20100929-IR-045100587NRA Letter of Findings: 10-0149 Sales and Use Tax For Years 2007 and 2008  

  • DEPARTMENT OF STATE REVENUE
    04-20100149.LOF

    Letter of Findings: 10-0149
    Sales and Use Tax
    For Years 2007 and 2008


    NOTICE: Under IC § 4-22-7-7, this document is required to be published in the Indiana Register and is effective on its date of publication. It shall remain in effect until the date it is superseded or deleted by the publication of a new document in the Indiana Register. The publication of the document will provide the general public with information about the Department's official position concerning a specific issue.
    ISSUES
    I. Sales and Use Tax–Audit Methodology.
    Authority: IC § 6-2.5-1-2; IC § 6-2.5-2-1; IC § 6-2.5-4-1; IC § 6-2.5-9-3; IC § 6-8.1-4-2; IC § 6-8.1-5-1; 45 IAC 2.2-8-12; 45 IAC 2.2-4-1.
    Taxpayer challenges the method used to determine projected sales tax liability for 2007 and 2008.
    II. Tax Administration–Negligence Penalty.
    Authority: IC § 6-8.1-10-2.1; 45 IAC 15-11-2.
    Taxpayer challenges the imposition of the 10 percent negligence penalty.
    STATEMENT OF FACTS
    Taxpayer is an Indiana corporation doing business in Indiana and registered as an Indiana retail merchant. The Indiana Department of Revenue ("Department") conducted an audit of Taxpayer's sales and use tax for the tax years 2007 and 2008. The Department reviewed Taxpayer's sales during a test period and found that taxpayer had not charged sales tax on delivery or media lists on taxable transactions. The Department assessed sales tax by projecting the error rate calculated for the test period. Taxpayer protests that the method was inappropriate due to Taxpayer's small number of taxable clients. Taxpayer also protests the inclusion of an item in the test period where Taxpayer inadvertently charged sales tax to an exempt client, and an item it claims is extraordinary and unrepresentative. Additional facts will be supplied as required.
    I. Sales and Use Tax–Audit Methodology.
    DISCUSSION
    Pursuant to IC § 6-2.5-2-1, a sales tax, known as state gross retail tax, is imposed on retail transactions made in Indiana unless a valid exemption is applicable. IC § 6-2.5-1-2 defines a retail transaction as "a transaction of a retail merchant that constitutes selling at retail as described in IC § 6-2.5-4-1... or that is described in any other section of IC § 6-2.5-4." IC § 6-2.5-4-1(a) provides that "[a] person is a retail merchant making a retail transaction when he engages in selling at retail." IC § 6-2.5-4-1(b) further explains that a person sells at retail when he "(1) acquires tangible personal property for the purpose of resale; and (2) transfers that property to another person for consideration."
    IC § 6-2.5-9-3(2) sets out the responsibilities of a retail merchant:
    An individual who: (1) is an individual retail merchant or is an employee, officer, or member of a corporate or partnership retail merchant; and (2) has a duty to remit state gross retail or use taxes (as described in IC 6-2.5-3-2) to the department; holds those taxes in trust for the state and is personally liable for the payment of those taxes, plus any penalties and interest attributable to those taxes, to the state.
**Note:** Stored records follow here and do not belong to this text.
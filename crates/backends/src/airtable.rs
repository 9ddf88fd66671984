//! Airtable-style customer record store client.
//!
//! Looks up customers by email with a case-insensitive `filterByFormula`
//! query against `{base_url}/{base_id}/{table}` and maps the returned
//! `fields` object onto [`CustomerRecord`], filling documented
//! placeholders for missing fields.

use serde_json::Value;
use std::time::Duration;

use sd_domain::config::RecordStoreConfig;
use sd_domain::error::{Error, Result};

use crate::record::CustomerRecord;
use crate::traits::RecordStore;
use crate::util::from_reqwest;

// ━━━━━━━━━━━━━━━━━━━━━━━━━━━━━━━━━━━━━━━━━━━━━━━━━━━━━━━━━━━━━━━━━━
// Client struct
// ━━━━━━━━━━━━━━━━━━━━━━━━━━━━━━━━━━━━━━━━━━━━━━━━━━━━━━━━━━━━━━━━━━

#[derive(Debug)]
pub struct AirtableRecordStore {
    base_url: String,
    api_key: String,
    base_id: String,
    table: String,
    client: reqwest::Client,
}

impl AirtableRecordStore {
    pub fn from_config(cfg: &RecordStoreConfig, api_key: String) -> Result<Self> {
        if cfg.base_id.is_empty() {
            return Err(Error::Config("records.base_id is not configured".into()));
        }

        let client = reqwest::Client::builder()
            .timeout(Duration::from_millis(cfg.timeout_ms))
            .build()
            .map_err(|e| Error::Http(format!("failed to build HTTP client: {e}")))?;

        Ok(Self {
            base_url: cfg.base_url.trim_end_matches('/').to_string(),
            api_key,
            base_id: cfg.base_id.clone(),
            table: cfg.table.clone(),
            client,
        })
    }

    fn table_url(&self) -> String {
        format!("{}/{}/{}", self.base_url, self.base_id, self.table)
    }
}

// ━━━━━━━━━━━━━━━━━━━━━━━━━━━━━━━━━━━━━━━━━━━━━━━━━━━━━━━━━━━━━━━━━━
// Response mapping
// ━━━━━━━━━━━━━━━━━━━━━━━━━━━━━━━━━━━━━━━━━━━━━━━━━━━━━━━━━━━━━━━━━━

/// Build the case-insensitive email match formula.
///
/// Single quotes in the email are doubled so they cannot terminate the
/// formula string early.
fn email_filter_formula(email: &str) -> String {
    let escaped = email.to_lowercase().replace('\'', "''");
    format!("LOWER({{Email}}) = '{escaped}'")
}

/// Map the first matching record's `fields` object to a [`CustomerRecord`].
fn parse_first_record(body: &Value) -> Option<CustomerRecord> {
    let fields = body
        .get("records")
        .and_then(|r| r.as_array())
        .and_then(|a| a.first())
        .and_then(|record| record.get("fields"))?;

    Some(CustomerRecord {
        name: str_field(fields, "Name").unwrap_or_else(|| "N/A".into()),
        plan: str_field(fields, "SubscriptionPlan").unwrap_or_else(|| "Unknown".into()),
        last_order_status: str_field(fields, "LastOrderStatus")
            .unwrap_or_else(|| "Unknown".into()),
        open_ticket_count: fields
            .get("SupportTickets")
            .and_then(|v| v.as_u64())
            .unwrap_or(0) as u32,
    })
}

fn str_field(fields: &Value, key: &str) -> Option<String> {
    fields.get(key).and_then(|v| v.as_str()).map(String::from)
}

// ━━━━━━━━━━━━━━━━━━━━━━━━━━━━━━━━━━━━━━━━━━━━━━━━━━━━━━━━━━━━━━━━━━
// Trait implementation
// ━━━━━━━━━━━━━━━━━━━━━━━━━━━━━━━━━━━━━━━━━━━━━━━━━━━━━━━━━━━━━━━━━━

#[async_trait::async_trait]
impl RecordStore for AirtableRecordStore {
    async fn lookup(&self, email: &str) -> Result<Option<CustomerRecord>> {
        let url = self.table_url();
        let formula = email_filter_formula(email);

        tracing::debug!(table = %self.table, "record store lookup");

        let resp = self
            .client
            .get(&url)
            .header("Authorization", format!("Bearer {}", self.api_key))
            .query(&[("filterByFormula", formula.as_str()), ("maxRecords", "1")])
            .send()
            .await
            .map_err(|e| Error::Lookup(from_reqwest(e).to_string()))?;

        let status = resp.status();
        let resp_text = resp
            .text()
            .await
            .map_err(|e| Error::Lookup(from_reqwest(e).to_string()))?;

        if !status.is_success() {
            return Err(Error::Lookup(format!(
                "HTTP {} - {}",
                status.as_u16(),
                resp_text
            )));
        }

        let body: Value = serde_json::from_str(&resp_text)
            .map_err(|e| Error::Lookup(format!("malformed response: {e}")))?;

        Ok(parse_first_record(&body))
    }
}

// ━━━━━━━━━━━━━━━━━━━━━━━━━━━━━━━━━━━━━━━━━━━━━━━━━━━━━━━━━━━━━━━━━━
// Tests
// ━━━━━━━━━━━━━━━━━━━━━━━━━━━━━━━━━━━━━━━━━━━━━━━━━━━━━━━━━━━━━━━━━━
    The Department found that Taxpayer had made sales to Indiana customers without collecting sales tax, and assessed sales tax on the sales transactions. Taxpayer maintains that sales tax should not be assessed on certain of the sales transactions. Taxpayer asserts that the amount of the assessment is disproportionate because the Department used a sample period in which Taxpayer had a disproportionate number of taxable clients. According to Taxpayer, this method is inappropriate because most of Taxpayer's clients are exempt.
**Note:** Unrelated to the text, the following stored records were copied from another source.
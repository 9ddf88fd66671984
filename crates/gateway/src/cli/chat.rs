//! `supportdesk chat` — the interactive support session.
//!
//! A readline loop that sends each line through the router and prints
//! the reply. Slash commands cover document upload, session switching,
//! and other REPL conveniences.

use std::sync::Arc;

use sd_domain::config::Config;

use crate::bootstrap;
use crate::state::AppState;

// ━━━━━━━━━━━━━━━━━━━━━━━━━━━━━━━━━━━━━━━━━━━━━━━━━━━━━━━━━━━━━━━━━━
// Public entry point
// ━━━━━━━━━━━━━━━━━━━━━━━━━━━━━━━━━━━━━━━━━━━━━━━━━━━━━━━━━━━━━━━━━━

/// Run the interactive chat REPL.
pub async fn chat(
    config: Arc<Config>,
    mut session_key: String,
    document: Option<String>,
) -> anyhow::Result<()> {
    let state = bootstrap::build_app_state(config)?;

    // Pre-index a document when one was given on the command line.
    if let Some(path) = document {
        upload_document(&state, &session_key, &path).await;
    }

    // Readline editor with persistent history.
    let history_path = dirs::home_dir()
        .unwrap_or_default()
        .join(".supportdesk")
        .join("chat_history.txt");
    if let Some(parent) = history_path.parent() {
        std::fs::create_dir_all(parent).ok();
    }
    let mut rl = rustyline::DefaultEditor::new()?;
    let _ = rl.load_history(&history_path);

    // Welcome banner goes to stderr so stdout stays clean for replies.
    eprintln!("supportdesk — AI customer support assistant");
    eprintln!("Session: {session_key}  |  Type /help for commands, Ctrl+D to exit");
    eprintln!("Hello! How can I help you today?");
    eprintln!();

    loop {
        let readline = rl.readline("you> ");

        match readline {
            Ok(line) => {
                let trimmed = line.trim();
                if trimmed.is_empty() {
                    continue;
                }

                rl.add_history_entry(&line).ok();

                if trimmed.starts_with('/') {
                    if handle_slash_command(&state, trimmed, &mut session_key).await {
                        break;
                    }
                    continue;
                }

                let mut session = state.sessions.take(&session_key);
                let reply = state.router.handle_message(&mut session, trimmed).await;
                state.sessions.restore(session);

                println!("{reply}");
                println!();
            }
            Err(rustyline::error::ReadlineError::Interrupted) => {
                eprintln!("(Use Ctrl+D or /exit to quit)");
                continue;
            }
            Err(rustyline::error::ReadlineError::Eof) => {
                break;
            }
            Err(e) => {
                eprintln!("\x1B[31mreadline error: {e}\x1B[0m");
                break;
            }
        }
    }

    rl.save_history(&history_path).ok();
    eprintln!("Goodbye!");
    Ok(())
}

// ━━━━━━━━━━━━━━━━━━━━━━━━━━━━━━━━━━━━━━━━━━━━━━━━━━━━━━━━━━━━━━━━━━
// Slash command handling
// ━━━━━━━━━━━━━━━━━━━━━━━━━━━━━━━━━━━━━━━━━━━━━━━━━━━━━━━━━━━━━━━━━━

/// Process a slash command. Returns `true` if the REPL should exit.
async fn handle_slash_command(
    state: &AppState,
    input: &str,
    session_key: &mut String,
) -> bool {
    let parts: Vec<&str> = input.splitn(2, ' ').collect();
    let cmd = parts[0];
    let arg = parts.get(1).map(|s| s.trim());

    match cmd {
        "/exit" | "/quit" => return true,

        "/upload" => {
            if let Some(path) = arg.filter(|s| !s.is_empty()) {
                upload_document(state, session_key, path).await;
            } else {
                eprintln!("Usage: /upload <path-to-text-file>");
            }
        }

        "/session" => {
            if let Some(name) = arg.filter(|s| !s.is_empty()) {
                *session_key = name.to_string();
                eprintln!("Session switched to: {session_key}");
            } else {
                eprintln!("Current session: {session_key}");
                eprintln!("Usage: /session <name>");
            }
        }

        "/reset" => {
            state.sessions.reset(session_key);
            eprintln!("Session reset: history, escalation state, and document index cleared.");
        }

        "/clear" => {
            // ANSI escape: clear screen and move cursor to top-left.
            eprint!("\x1B[2J\x1B[1;1H");
        }

        "/help" => {
            eprintln!("Commands:");
            eprintln!("  /upload <path>   Index a text document for this session");
            eprintln!("  /session <name>  Switch to a named session");
            eprintln!("  /reset           Start over (clears history and index)");
            eprintln!("  /clear           Clear the screen");
            eprintln!("  /exit, /quit     Exit the chat");
            eprintln!("  /help            Show this help");
        }

        other => {
            eprintln!("Unknown command: {other}  (type /help for a list)");
        }
    }

    false
}

// ━━━━━━━━━━━━━━━━━━━━━━━━━━━━━━━━━━━━━━━━━━━━━━━━━━━━━━━━━━━━━━━━━━
// Document upload
// ━━━━━━━━━━━━━━━━━━━━━━━━━━━━━━━━━━━━━━━━━━━━━━━━━━━━━━━━━━━━━━━━━━

/// Read a UTF-8 text file and install it as the session's document
/// index. A failed ingestion leaves any previous index in place.
async fn upload_document(state: &AppState, session_key: &str, path: &str) {
    let text = match std::fs::read_to_string(path) {
        Ok(text) => text,
        Err(e) => {
            eprintln!("\x1B[31mcould not read {path}: {e}\x1B[0m");
            return;
        }
    };

    let doc_name = std::path::Path::new(path)
        .file_name()
        .map(|n| n.to_string_lossy().into_owned())
        .unwrap_or_else(|| path.to_string());

    let mut session = state.sessions.take(session_key);
    match state
        .router
        .index_document(&mut session, &doc_name, &text)
        .await
    {
        Ok(()) => {
            let chunks = session
                .document_index
                .as_ref()
                .map(|i| i.chunk_count())
                .unwrap_or(0);
            eprintln!("Indexed {doc_name} ({chunks} chunk(s)). Ask away!");
        }
        Err(e) => {
            eprintln!("\x1B[31mindexing failed: {e}\x1B[0m");
        }
    }
    state.sessions.restore(session);
}
use sd_domain::config::{Config, ConfigSeverity};

/// Parse and validate the config, printing any issues.
///
/// Returns `true` when no errors were found (warnings are allowed).
pub fn validate(config: &Config, config_path: &str) -> bool {
    let issues = config.validate();

    if issues.is_empty() {
        println!("Config OK ({config_path})");
        return true;
    }

    let error_count = issues
        .iter()
        .filter(|e| e.severity == ConfigSeverity::Error)
        .count();
    let warning_count = issues.len() - error_count;

    for issue in &issues {
        println!("{issue}");
    }

    println!(
        "\n{} error(s), {} warning(s) in {config_path}",
        error_count, warning_count,
    );

    error_count == 0
}

/// Dump the resolved config (with all defaults filled in) as TOML.
pub fn show(config: &Config) {
    match toml::to_string_pretty(config) {
        Ok(output) => print!("{output}"),
        Err(e) => {
            eprintln!("Failed to serialize config: {e}");
            std::process::exit(1);
        }
    }
}
//! Document indexing and retrieval-augmented question answering.
//!
//! A document is split into overlapping text chunks, each chunk is
//! embedded once at indexing time, and questions are answered by
//! retrieving the most similar chunks and asking the completion backend
//! to synthesize an answer from them.

pub mod chunk;
pub mod index;
pub mod qa;

pub use index::DocumentIndex;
    45 IAC 2.2-8-12(b) states, "Retail merchants are required to collect sales and use tax on each sale which constitutes a retail transaction unless the merchant can establish that the item purchased will be used for an exempt purpose." The regulation cautions that, "Unless the seller receives a properly completed exemption certificate the merchant must prove that sales tax was collected and remitted to the state or that the purchaser actually used the item for an exempt purpose. It is, therefore, very important to the seller to obtain an exemption certificate in order to avoid the necessity for such proof."
    The Department notes that a notice of proposed assessment is prima facie evidence that the Department's claim for the unpaid tax is valid, as provided by IC § 6-8.1-5-1(c). The burden of proving the proposed assessment is incorrect rests with Taxpayer. It is not sufficient for the Taxpayer to merely assert that its clients are mostly exempt. It must prove it with exemption certificates and documentation. Having protested the audit results, it is Taxpayer's burden of demonstrating that the sampling method is wrong, and not simply that Taxpayer's method would result in a lower tax burden. Taxpayer has demonstrated that there is an alternative methodology but failed to demonstrate clear error on the part of the audit. Taxpayer's protest on this issue is denied.
    In addition, there are two items Taxpayer argues should be excluded from the projection calculation. Taxpayer inadvertently charged sales tax to a customer on a transaction that was included in the sample, but was able to provide an exemption certificate verifying the client was exempt. Since Taxpayer has shown this transaction should have been exempt, Taxpayer is sustained on this transaction.
    The other item in question is a delivery charge Taxpayer argues should be removed because Taxpayer has only had one transaction with that particular client. The Department has the authority to use methods considered necessary to determine a taxpayer's proper tax liability as provided by IC § 6-8.1-4-2. As noted above, it is Taxpayer who must show that the assessment is wrong and there is nothing in the statutes or regulations circumscribing an auditor's choice of time frames for projecting results. It does not matter that Taxpayer has only ever had one transaction with this client. The only relevant fact is that there was a transaction with the client during the projection period. Taxpayer's protest on this issue is denied.
    FINDING
    Taxpayer's protest is sustained in part and denied in part.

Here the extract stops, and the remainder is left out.